Factoring out a common factor is the process of finding the greatest common divisor and then pulling it out of each term. Unfortunately, when this is typically taught, it is taught by an expert that has done this thousand upon thousands of times. This seems like a good thing (and it certainly is!) but it comes with one notable downside - with that much practice, the instructor typically sees exactly what to factor out quickly and completely. Again, this may seem like a good thing (and it’s certainly good for the instructor) but it can lead to a misconception that the student should always look for the greatest common divisor and factor it out all at once - and this is not only untrue, it is actually more likely to cause algebraic errors.

Consider the following function: $f(x) = 42x^3e^x - 112x^2e^{2x} + 14xe^x$ . On the one hand, we could try to figure out a greatest common divisor, but instead lets try a different approach. Instead of looking for the best common factor, try looking for any common factor, and start there. For instance, at a glance we can see each of the constants is even, which means that $2$ divides each of them, so $2$ is a common factor. Let’s factor that out!

To factor out a common factor we start by writing the thing we’re factoring out, out front, then divide that value out of each term that we are pulling it out of. So we would have something like the following: $f(x) = 42x^3e^x - 112x^2e^{2x} + 14xe^x = 2\left (\frac {42}{2}x^3e^x - \frac {112}{2}x^2e^{2x} + \frac {14}{2}xe^x\right ) = 2\left (21x^3e^x - 56x^2e^{2x} + 7xe^x\right )$ Notice here that, despite the fact we included the middle calculation where we had fractions, the fact that it is a common factor means that everything divides out evenly - leaving us with a nice expression at the end with the common factor of $2$ factored out.

But, you might say, that isn’t our greatest common factor, so we didn’t do it right! Indeed, we haven’t factored out the greatest common factor, but that doesn’t mean we screwed up, it means we didn’t finish yet. The key here is to iterate the process. In other words, now that we’ve factored out $2$ , we look at the result and see if there is another common factor that we can factor out of what remains. In this case, maybe we see that $e^x$ is in each term, so we can factor that out.

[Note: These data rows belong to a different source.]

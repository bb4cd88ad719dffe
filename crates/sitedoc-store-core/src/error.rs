use thiserror::Error;

use crate::document::SectionKind;

/// Errors reported by a `DocumentStore` backend.
///
/// Backends classify their raw failures (HTTP statuses, SQLSTATEs, PostgREST
/// codes) into these variants; nothing above the trait ever sees a
/// backend-specific error shape.
#[derive(Error, Debug)]
pub enum StoreError {
    /// Network-level failure or an unreadable response. Nothing can be said
    /// about whether the store applied the write.
    #[error("Transport error: {0}")]
    Transport(String),

    #[error("Serialization error: {0}")]
    Serialization(String),

    /// The version column is absent from the schema.
    #[error("Version column missing: {0}")]
    UndefinedColumn(String),

    /// The atomic swap procedure is absent from the schema.
    #[error("Swap procedure missing: {0}")]
    UndefinedProcedure(String),

    /// The expected version token did not match the stored one. The store
    /// changed nothing.
    #[error("Version conflict: {0}")]
    Conflict(String),

    /// The store understood the request and refused it (constraint violation,
    /// permission denial, and the like).
    #[error("Rejected by store: {0}")]
    Rejected(String),
}

/// Fatal errors while establishing a session. There is no degraded mode for
/// these: an unreachable or unseedable store is a configuration problem.
#[derive(Error, Debug)]
pub enum LoadError {
    #[error("Failed to load content: {0}")]
    Fetch(#[source] StoreError),

    #[error("Failed to seed initial content: {0}")]
    Seed(#[source] StoreError),
}

/// Outcome of a single save action.
#[derive(Error, Debug)]
pub enum SaveError {
    /// Another session saved first. The client is latched until reloaded.
    #[error("Version conflict: content was changed by another session; reload required")]
    Conflict,

    /// The store failed this action. Local state is untouched and the same
    /// action may simply be issued again.
    #[error("Store error: {0}")]
    Store(String),

    /// No section with this id exists. Nothing was sent to the store.
    #[error("Unknown section id: {0}")]
    UnknownSection(String),

    /// The kind has no default payload in the catalog. Nothing was sent to
    /// the store.
    #[error("Section kind not in catalog: {0}")]
    UnregisteredKind(SectionKind),

    /// The requested order is not a permutation of the current section ids.
    /// Nothing was sent to the store.
    #[error("Invalid section order: {0}")]
    InvalidOrder(String),
}

#[cfg(test)]
mod tests {
    use super::*;

    #[test]
    fn test_error_messages_are_self_describing() {
        let err = StoreError::Conflict("expected 2025-01-01T00:00:00Z".to_string());
        assert!(err.to_string().contains("Version conflict"));

        let err = LoadError::Fetch(StoreError::Transport("connection refused".to_string()));
        assert!(err.to_string().contains("Failed to load content"));

        let err = SaveError::UnregisteredKind(SectionKind::Other("blogRoll".to_string()));
        assert!(err.to_string().contains("blogRoll"));
    }
}
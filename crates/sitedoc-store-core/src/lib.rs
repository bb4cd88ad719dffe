//! Core model and save protocol for the sitedoc content store.
//!
//! This crate defines everything shared between store backends and consumers:
//! - `ContentDocument` / `Section`: the single JSON document a site renders from
//! - `DocumentStore`: the backend seam (fetch, seed, overwrite, compare-and-swap)
//! - `probe`: capability detection against stores with incomplete schemas
//! - `ContentClient`: the stateful session that performs guarded saves and
//!   latches on version conflicts until reloaded

mod client;
mod document;
mod error;
mod probe;
mod registry;
mod store;

pub use client::{ClientStatus, ContentClient};
pub use document::{
    ContentDocument, DocumentRow, FooterContact, FooterContent, FooterLinks, FooterServices,
    HeaderContent, NavLink, Section, SectionKind, VersionToken,
};
pub use error::{LoadError, SaveError, StoreError};
pub use probe::{probe, Capability, ProbeReport};
pub use registry::{default_content, default_document, display_name, known_kinds};
pub use store::DocumentStore;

$f(x) = 2\left (21x^3e^x - 56x^2e^{2x} + 7xe^x\right ) = 2\left (e^x\left (\frac {21x^3e^x}{e^x} - \frac {56x^2e^{2x}}{e^x} + \frac {7xe^x}{e^x}\right )\right ) = 2e^x\left (21x^3 - 56x^2e^x + 7x\right )$

We keep iterating this, taking out whatever we can find as a common factor until we can’t find any more common factors. Note that, although I have been pulling out simple values so far, there is no reason you can’t do multiple terms at once if you happen to see them. The key idea here is that, you should pull out whatever you see that is a common factor, and don’t worry about if it is the greatest common factor - just check your result after you factor out your common factor to see if there is more to do. Eventually you’ll get to the greatest common factor.

Returning to our example, you might see now that you can pull out a $7x$ , which gives:

$f(x) = 2e^x\left (21x^3 - 56x^2e^x + 7x\right ) = 2e^x(7x)\left (\frac {21x^3}{7x} - \frac {56x^2e^x}{7x} + \frac {7x}{7x}\right ) = 14xe^x\left (3x^2 - 8x + 1\right )$

At this point we kind of luck out, because one of our terms has been reduced to a $1$ - which has no common factor other than $1$ . In other words, as soon as we get a $1$ we have to be done. This doesn’t always happen, but if it does, then we immediately know we are done. In order to know that we are done however, all that is really required, is that there is no remaining common factor between the inner terms.

Now, had I happened to see it, I could have done all this in one step by pulling out the greatest common factor of $14xe^x$ , but that is likely to be difficult to see, so instead we pulled out chunks of that common factor one after another until we got everything.